Life History, mating, marriage

Pattern of exogamy (endogamy):

“I will draw the reader's attention to a peculiarity not very frequent among the Bantu: the Wagenia take wives from their clan as well as neighboring clans, and sometimes from among foreigners.” (Source 4)

Pregnancy customs

“Dr. Price’s pertinent question...lead me to record the custom of another tribe (Lokele) of primitive forest folk in the Belgian Congo. The cord is never severed until the placenta is delivered. The mother is then handed a native razor, which she strops on her bare thigh. She then cuts the cord herself, about 8 to 10 in long, milks out the contained blood, and spits on the end; no ligature is applied. The strength of conviction against severing the cord while the child, alive or dead, is still joined to its mother is such that I have known a woman brought to hospital after a two-days journey in canoe for removal of retained placenta, to which the dead child was still attached.” (Source 11)

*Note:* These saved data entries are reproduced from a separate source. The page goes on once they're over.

use std::collections::{BTreeMap, HashSet};

use indexmap::IndexMap;
use xsh_vfs::Vfs;

use crate::error::{BuildGraphError, BuildGraphResult};
use crate::graph::BuildGraph;
use crate::types::{BuildOptions, BuildResult, Command, Rule};

/// One U++-style package: a name, its declared dependencies, and the host
/// directory it lives in (§4.8).
#[derive(Debug, Clone, Default)]
pub struct Package {
    pub name: String,
    pub dependencies: Vec<String>,
    pub path: Option<String>,
}

/// A named build method contributing the `COMMAND` template substituted
/// into each package's shell invocation.
#[derive(Debug, Clone, Default)]
pub struct Builder {
    pub id: String,
    pub command_template: Option<String>,
    pub includes: Vec<String>,
    pub source_path: Option<String>,
}

#[derive(Debug, Clone, Default)]
pub struct Workspace {
    pub name: String,
    pub base_dir: Option<String>,
    pub primary: Option<String>,
    pub packages: IndexMap<String, Package>,
}

impl Workspace {
    pub fn package(&self, name: &str) -> Option<&Package> {
        self.packages.get(name)
    }
}

#[derive(Debug, Clone, Default)]
pub struct WorkspaceBuildOptions {
    pub build_type: String,
    pub builder_name: Option<String>,
    pub output_dir: Option<String>,
    pub extra_includes: Vec<String>,
    pub target_package: Option<String>,
    pub verbose: bool,
    pub dry_run: bool,
}

impl WorkspaceBuildOptions {
    pub fn new() -> Self {
        Self { build_type: "debug".into(), ..Default::default() }
    }
}

pub struct WorkspaceBuildSummary {
    pub result: BuildResult,
    pub plan: BuildGraph,
    pub package_order: Vec<String>,
    pub builder_used: String,
}

fn package_target(name: &str) -> String {
    format!("pkg:{name}")
}

fn shell_quote(value: &str) -> String {
    if value.is_empty() {
        return "''".to_owned();
    }
    let mut quoted = String::from("'");
    for ch in value.chars() {
        if ch == '\'' {
            quoted.push_str("'\"'\"'");
        } else {
            quoted.push(ch);
        }
    }
    quoted.push('\'');
    quoted
}

fn prefer_host_path(vfs: &Vfs, path: &str) -> String {
    if path.is_empty() {
        return String::new();
    }
    vfs.map_to_host_path(path).map(|p| p.to_string_lossy().into_owned()).unwrap_or_else(|| path.to_owned())
}

fn collect_packages(
    workspace: &Workspace,
    pkg_name: &str,
    visiting: &mut HashSet<String>,
    visited: &mut HashSet<String>,
    order: &mut Vec<String>,
) -> BuildGraphResult<()> {
    if visited.contains(pkg_name) {
        return Ok(());
    }
    if visiting.contains(pkg_name) {
        return Err(BuildGraphError::CircularPackageDependency(pkg_name.to_owned()));
    }

    visiting.insert(pkg_name.to_owned());
    if let Some(pkg) = workspace.package(pkg_name) {
        for dep in &pkg.dependencies {
            if workspace.package(dep).is_some() {
                collect_packages(workspace, dep, visiting, visited, order)?;
            }
        }
    }
    visiting.remove(pkg_name);

    visited.insert(pkg_name.to_owned());
    order.push(pkg_name.to_owned());
    Ok(())
}

fn default_output_path(workspace: &Workspace, pkg: &Package, options: &WorkspaceBuildOptions, vfs: &Vfs) -> String {
    let base = match &options.output_dir {
        Some(dir) => {
            let mut p = std::path::PathBuf::from(dir);
            if p.is_relative() {
                if let Some(base_dir) = &workspace.base_dir {
                    p = std::path::PathBuf::from(base_dir).join(p);
                }
            }
            p.join(&pkg.name)
        }
        None => match &workspace.base_dir {
            Some(base_dir) => std::path::PathBuf::from(base_dir).join("out").join(&pkg.name),
            None => return String::new(),
        },
    };
    prefer_host_path(vfs, &base.to_string_lossy())
}

fn render_command_template(template: &str, vars: &BTreeMap<String, String>) -> String {
    let mut result = template.to_owned();
    for (key, value) in vars {
        let marker = format!("{{{key}}}");
        result = result.replace(&marker, value);
    }
    result
}

fn make_command_for_package(workspace: &Workspace, pkg: &Package, options: &WorkspaceBuildOptions, vfs: &Vfs, builder: Option<&Builder>) -> String {
    let output_path = default_output_path(workspace, pkg, options, vfs);
    let flags = if options.build_type == "release" { "-r" } else { "-d" };
    let flags = if options.verbose { format!("{flags}v") } else { flags.to_owned() };

    let package_path = pkg.path.as_deref().map(|p| prefer_host_path(vfs, p)).unwrap_or_default();
    let base_dir = workspace.base_dir.as_deref().map(|d| prefer_host_path(vfs, d)).unwrap_or_default();

    let mut dirs: Vec<String> = Vec::new();
    if let Some(base) = &workspace.base_dir {
        dirs.push(prefer_host_path(vfs, base));
    }
    if !package_path.is_empty() {
        dirs.push(package_path.clone());
    }
    for inc in &options.extra_includes {
        dirs.push(prefer_host_path(vfs, inc));
    }
    if let Some(builder) = builder {
        for inc in &builder.includes {
            dirs.push(prefer_host_path(vfs, inc));
        }
    }
    dirs.sort();
    dirs.dedup();
    let assembly_arg = if dirs.is_empty() { ".".to_owned() } else { dirs.join(",") };

    let mut vars = BTreeMap::new();
    vars.insert("assembly".to_owned(), shell_quote(&assembly_arg));
    vars.insert("package".to_owned(), shell_quote(&pkg.name));
    vars.insert("package_path".to_owned(), shell_quote(&package_path));
    vars.insert("build_type".to_owned(), shell_quote(&options.build_type));
    vars.insert("flags".to_owned(), shell_quote(&flags));
    vars.insert("output".to_owned(), if output_path.is_empty() { String::new() } else { shell_quote(&output_path) });
    vars.insert("workspace".to_owned(), shell_quote(&workspace.name));
    match builder {
        Some(builder) => {
            vars.insert("builder".to_owned(), shell_quote(&builder.id));
            let builder_path = builder.source_path.as_deref().map(|p| prefer_host_path(vfs, p)).unwrap_or_else(|| builder.id.clone());
            vars.insert("builder_path".to_owned(), shell_quote(&builder_path));
        }
        None => {
            vars.insert("builder".to_owned(), "''".to_owned());
            vars.insert("builder_path".to_owned(), "''".to_owned());
        }
    }

    let working_dir = if !base_dir.is_empty() {
        base_dir
    } else if !package_path.is_empty() {
        std::path::Path::new(&package_path).parent().map(|p| p.to_string_lossy().into_owned()).unwrap_or_else(|| ".".to_owned())
    } else {
        ".".to_owned()
    };

    let (command_body, has_real_command) = match builder.and_then(|b| b.command_template.as_deref()) {
        Some(template) => (render_command_template(template, &vars), true),
        None => {
            let builder_label = builder.map(|b| b.id.as_str()).unwrap_or("<default>");
            let message = format!(
                "upp.wksp.build: builder '{builder_label}' has no COMMAND defined; configure the build method to describe how to build package '{}'.\n",
                pkg.name
            );
            (format!("printf '%s' {} >&2; exit 1", shell_quote(&message)), false)
        }
    };

    let command_body = if has_real_command && !output_path.is_empty() {
        match std::path::Path::new(&output_path).parent() {
            Some(parent) if !parent.as_os_str().is_empty() => {
                format!("mkdir -p {} && {command_body}", shell_quote(&parent.to_string_lossy()))
            }
            _ => command_body,
        }
    } else {
        command_body
    };

    format!("cd {} && {command_body}", shell_quote(&working_dir))
}

/// `upp.wksp.build` (§4.8): turns a workspace's package graph into a
/// `BuildGraph` with one `pkg:<name>` rule per package, then runs it.
pub fn build_workspace(workspace: &Workspace, vfs: &Vfs, options: &WorkspaceBuildOptions, builder: Option<&Builder>) -> BuildGraphResult<WorkspaceBuildSummary> {
    let target_pkg_name = match &options.target_package {
        Some(name) => {
            workspace.package(name).ok_or_else(|| BuildGraphError::UnknownPackage(name.clone()))?;
            name.clone()
        }
        None => workspace.primary.clone().ok_or(BuildGraphError::NoActiveWorkspace)?,
    };

    let mut visiting = HashSet::new();
    let mut visited = HashSet::new();
    let mut package_order = Vec::new();
    collect_packages(workspace, &target_pkg_name, &mut visiting, &mut visited, &mut package_order)?;

    let mut plan = BuildGraph::new();
    for pkg_name in &package_order {
        let Some(pkg) = workspace.package(pkg_name) else { continue };

        let mut rule = Rule::new(package_target(pkg_name));
        rule.always_run = true;
        for dep in &pkg.dependencies {
            if workspace.package(dep).is_some() {
                rule.dependencies.push(package_target(dep));
            }
        }
        rule.commands.push(Command::Shell { text: make_command_for_package(workspace, pkg, options, vfs, builder) });

        let output_path = default_output_path(workspace, pkg, options, vfs);
        if !output_path.is_empty() {
            rule.outputs.push(output_path);
        }
        plan.add_rule(rule);
    }

    let dry_run = options.dry_run;
    let build_options = BuildOptions {
        verbose: options.verbose,
        executor: Some(Box::new(move |rule: &Rule, result: &mut BuildResult, verbose: bool| {
            if dry_run {
                for command in &rule.commands {
                    if let Command::Shell { text } = command {
                        result.output.push_str(&format!("[dry-run] {text}\n"));
                    }
                }
                true
            } else {
                crate::graph::run_shell_commands(rule, result, verbose)
            }
        })),
        output_time_override: None,
    };

    let target_name = package_target(&target_pkg_name);
    let result = plan.build(&target_name, vfs, build_options);
    let builder_used = builder.map(|b| b.id.clone()).unwrap_or_else(|| "<default>".to_owned());

    Ok(WorkspaceBuildSummary { result, plan, package_order, builder_used })
}

#[cfg(test)]
mod tests {
    use super::*;

    fn sample_workspace() -> Workspace {
        let mut packages = IndexMap::new();
        packages.insert("core".into(), Package { name: "core".into(), dependencies: vec![], path: None });
        packages.insert("app".into(), Package { name: "app".into(), dependencies: vec!["core".into()], path: None });
        Workspace { name: "demo".into(), base_dir: None, primary: Some("app".into()), packages }
    }

    #[test]
    fn orders_dependencies_before_dependents() {
        let workspace = sample_workspace();
        let vfs = Vfs::new();
        let options = WorkspaceBuildOptions { dry_run: true, ..WorkspaceBuildOptions::new() };
        let summary = build_workspace(&workspace, &vfs, &options, None).unwrap();
        assert_eq!(summary.package_order, vec!["core".to_owned(), "app".to_owned()]);
        assert!(summary.result.success, "{:?}", summary.result.errors);
    }

    #[test]
    fn missing_command_template_fails_with_explanation() {
        let workspace = sample_workspace();
        let vfs = Vfs::new();
        let options = WorkspaceBuildOptions::new();
        let summary = build_workspace(&workspace, &vfs, &options, None).unwrap();
        assert!(!summary.result.success);
    }
}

Evidence of early sexuality:

“One might argue that the boys older than ten years of age progressively less associated themselves with girls, yet sought contact in another way. The first courtship behaviours, of which the boys boasted, occurred at this age. Already at an earlier age the boys where acquainted with the meaning of their sex. They knew unmistakably the purpose of sexual difference and appeared entirely at ease with their future role. Two novices aged five and seven years staged a demonstration of sexual intercourse suggestive of a thorough knowledgeability. Observing the curvaceous contours of our son's toy swan, one three-year-old boy called out: ‘Look, she's pregnant!’” (Source 14)

Lokele People

Socio-Political organization and interaction

Village and house organization:

“The Wagenia villages do not make a particularly favorable impression. Their huts are built low and covered with banana leaves; they are also dirty and kept in a semiruinous state. They are set in rows, forming streets, and are divided up into sections by means of fences. Every house has a small porch that is usually filled with clouds of smoke emanating from the door. Here the women and unoccupied men are seated, pounding manioc with wooden (or, more rarely, ivory) pestles, or making fishing utensils, or doing other such tasks. One almost never sees dogs in the villages, and goats and chickens are also rare. Along the shore there is always a good deal of activity; the loaded canoes dock there, and there is a sort of permanent market going on. The noise produced there is horrendous, with the women literally delivering orations accompanied by enraged facial expressions.” (Source 13)

Trade:

“The Wagenia [a Lokele tribe], not being farmers, sought bananas from the Ya-Sanga in exchange for their fish.” (Source 4)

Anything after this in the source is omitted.